Token indices sequence length is longer than the specified maximum sequence length for this model (1367 > 512). Running this sequence through the model will result in indexing errors


CPU times: user 13.4 s, sys: 132 ms, total: 13.5 s
Wall time: 13.6 s


In [25]:
log_loss(y, y_proba)

0.23116233983792145

In [26]:
y_pred = y_proba.argmax(1)

In [27]:
accuracy_score(y, y_pred)

0.91

In [28]:
clf.predict(["Even if paid $1000, I would not watch this movie again"])

array(['negative'], dtype='<U8')

### grid search best number of few shot samples

Note that grid search will split `X` and `y` for each run. Since the few shot samples are taken from X and y, those will thus be different for each split, which could have a big influence on the performance of the model. If you always want to have the same few shot samples in each split, you should craft your own prompt with those examples and then use it with `ZeroShotClassifier`. Just ensure that those prompts are not part of the validation/test data!

In [29]:
params = {'max_samples': [3, 5, 7]}

In [30]:
search = GridSearchCV(clf, param_grid=params, cv=2, scoring=['accuracy', 'neg_log_loss'], refit=False)

In [31]:
%time search.fit(X, labels)

CPU times: user 1min 37s, sys: 112 ms, total: 1min 37s
Wall time: 1min 37s


In [32]:
pd.DataFrame(search.cv_results_)[['mean_test_accuracy', 'mean_test_neg_log_loss', 'param_max_samples', 'mean_score_time']]

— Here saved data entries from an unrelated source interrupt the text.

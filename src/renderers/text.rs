//! Plain-text export and layout metrics

use crate::models::RenderedLine;

/// Padding the browser view adds to the longest line when sizing columns
pub const DEFAULT_COLUMN_PADDING: usize = 5;

/// Render lines as preformatted text: chord layer above lyric layer.
///
/// Empty layers are skipped, so chord-only and lyric-only lines take one row.
/// Expects lines rendered with `ChordHighlight::None`.
pub fn render_text(lines: &[RenderedLine]) -> String {
    let mut rows: Vec<&str> = Vec::with_capacity(lines.len() * 2);
    for line in lines {
        if !line.chord_layer.is_empty() {
            rows.push(&line.chord_layer);
        }
        if !line.lyric_layer.is_empty() {
            rows.push(&line.lyric_layer);
        }
    }
    rows.join("\n")
}

/// Width in characters of a sheet column: the widest layer plus padding.
///
/// Measure plain (unhighlighted) lines; markup would inflate the count.
pub fn column_width(lines: &[RenderedLine], extra_padding: usize) -> usize {
    lines.iter().map(RenderedLine::width).max().unwrap_or(0) + extra_padding
}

Unnamed: 0,mean_test_accuracy,mean_test_neg_log_loss,param_max_samples,mean_score_time
0,0.92,-0.231521,3,11.007958
1,0.91,-0.232335,5,17.057216
2,0.91,-0.232301,7,20.24657


**Conclusion**: No significant change in accuracy but medium improvement in log loss compared to zero shot. More than 5 samples don't seem to help.

## Testing MNLI

An existing method is to use natural language inference (NLI). Compare the results to https://huggingface.co/facebook/bart-large-mnli, which is the most used zero shot classifier on Hugging Face.

In [33]:
from transformers import pipeline

In [34]:
classifier = pipeline("zero-shot-classification", model="facebook/bart-large-mnli", device='cuda:0')

In [35]:
%%time
y_probas = []
for x in X:
    output = classifier(x, ['negative', 'positive'])
    if output['labels'] == ['negative', 'positive']:
        y_probas.append(output['scores'])
    else:
        y_probas.append(output['scores'][::-1])

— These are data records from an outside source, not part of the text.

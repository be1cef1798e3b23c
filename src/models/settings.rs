//! Rendering settings for a chord sheet

use serde::{Deserialize, Serialize};

use super::key_preference::KeyPreference;

/// How chord tokens in the chord layer are decorated
#[derive(Debug, Clone, Copy, PartialEq, Eq, Default, Serialize, Deserialize)]
#[serde(rename_all = "camelCase")]
pub enum ChordHighlight {
    /// Plain text
    None,
    /// `<span class="chord">C</span>`
    #[default]
    Span,
    /// As `Span`, plus `data-chord="[C]"` for client-side transposition
    SpanWithData,
}

/// Settings for `prepare_document`
#[derive(Debug, Clone, Default, PartialEq, Eq, Serialize, Deserialize)]
#[serde(rename_all = "camelCase", default)]
pub struct SheetSettings {
    /// Semitone offset, any sign or magnitude
    pub transpose_steps: i32,

    /// Explicit spelling preference for transposed chords
    #[serde(skip_serializing_if = "Option::is_none")]
    pub prefer: Option<KeyPreference>,

    /// Key signature of the song (e.g. "D major"), used when `prefer` is unset
    #[serde(skip_serializing_if = "Option::is_none")]
    pub key: Option<String>,

    pub highlight: ChordHighlight,
}

impl SheetSettings {
    pub fn builder() -> SheetSettingsBuilder {
        SheetSettingsBuilder::default()
    }

    /// Preference applied to every chord, if any.
    ///
    /// An explicit preference wins over the key signature. `None` means each
    /// chord infers its own from its root.
    pub fn effective_preference(&self) -> Option<KeyPreference> {
        self.prefer
            .or_else(|| self.key.as_deref().map(KeyPreference::from_key))
    }
}

/// Builder for SheetSettings
#[derive(Debug, Default)]
pub struct SheetSettingsBuilder {
    settings: SheetSettings,
}

impl SheetSettingsBuilder {
    pub fn transpose_steps(mut self, steps: i32) -> Self {
        self.settings.transpose_steps = steps;
        self
    }

    pub fn prefer(mut self, prefer: Option<KeyPreference>) -> Self {
        self.settings.prefer = prefer;
        self
    }

    pub fn key<S: Into<String>>(mut self, key: S) -> Self {
        self.settings.key = Some(key.into());
        self
    }

    pub fn highlight(mut self, highlight: ChordHighlight) -> Self {
        self.settings.highlight = highlight;
        self
    }

    pub fn build(self) -> SheetSettings {
        self.settings
    }
}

CPU times: user 13.4 s, sys: 17 µs, total: 13.4 s
Wall time: 13.4 s


In [36]:
y_proba = np.vstack(y_probas)

In [37]:
accuracy_score(y, y_proba.argmax(1))

0.84

In [38]:
log_loss(y, y_proba)

0.3443705626436628

**Conclusion**: This model is slower than the tested zero shot and few shot classifier, it is less flexible (we cannot adjust prompt or other parameters), and it performs worse.

## Testing vanilla ML

Use a standard TFIDF + logistic regression benchmark.

In [39]:
from sklearn.pipeline import Pipeline
from sklearn.feature_extraction.text import TfidfVectorizer
from sklearn.linear_model import LogisticRegression
from sklearn.model_selection import cross_validate

In [40]:
tfidf = Pipeline([
    ('tfidf', TfidfVectorizer()),
    ('clf', LogisticRegression()),
])

In [41]:
params = {'tfidf__max_features': [500, 1000, 2000], 'tfidf__ngram_range': [(1, 1), (1, 2), (2, 2), (1, 3)]}

In [42]:
search = GridSearchCV(
    tfidf, param_grid=params, cv=2, scoring=['accuracy', 'neg_log_loss'], refit=False
)

In [43]:
%time search.fit(X, y)

CPU times: user 1.22 s, sys: 4.02 ms, total: 1.22 s
Wall time: 1.22 s


The table is quite big, let's look at the top 5 best log losses:

In [44]:
cols = ['mean_test_accuracy', 'mean_test_neg_log_loss', 'param_tfidf__max_features', 'param_tfidf__ngram_range']
pd.DataFrame(search.cv_results_)[cols].sort_values('mean_test_neg_log_loss', ascending=False).head()

Unnamed: 0,mean_test_accuracy,mean_test_neg_log_loss,param_tfidf__max_features,param_tfidf__ngram_range
3,0.69,-0.662397,500,"(1, 3)"
7,0.71,-0.663959,1000,"(1, 3)"
1,0.68,-0.664004,500,"(1, 2)"
5,0.7,-0.664215,1000,"(1, 2)"
0,0.65,-0.664609,500,"(1, 1)"


**Conclusion**: This classical model is much faster, even if we include the training time, because it is much smaller than an LLM. However, it's scores are also much worse, given the small dataset. If speed is no concern, using an LLM classifier would thus be a good option for this task.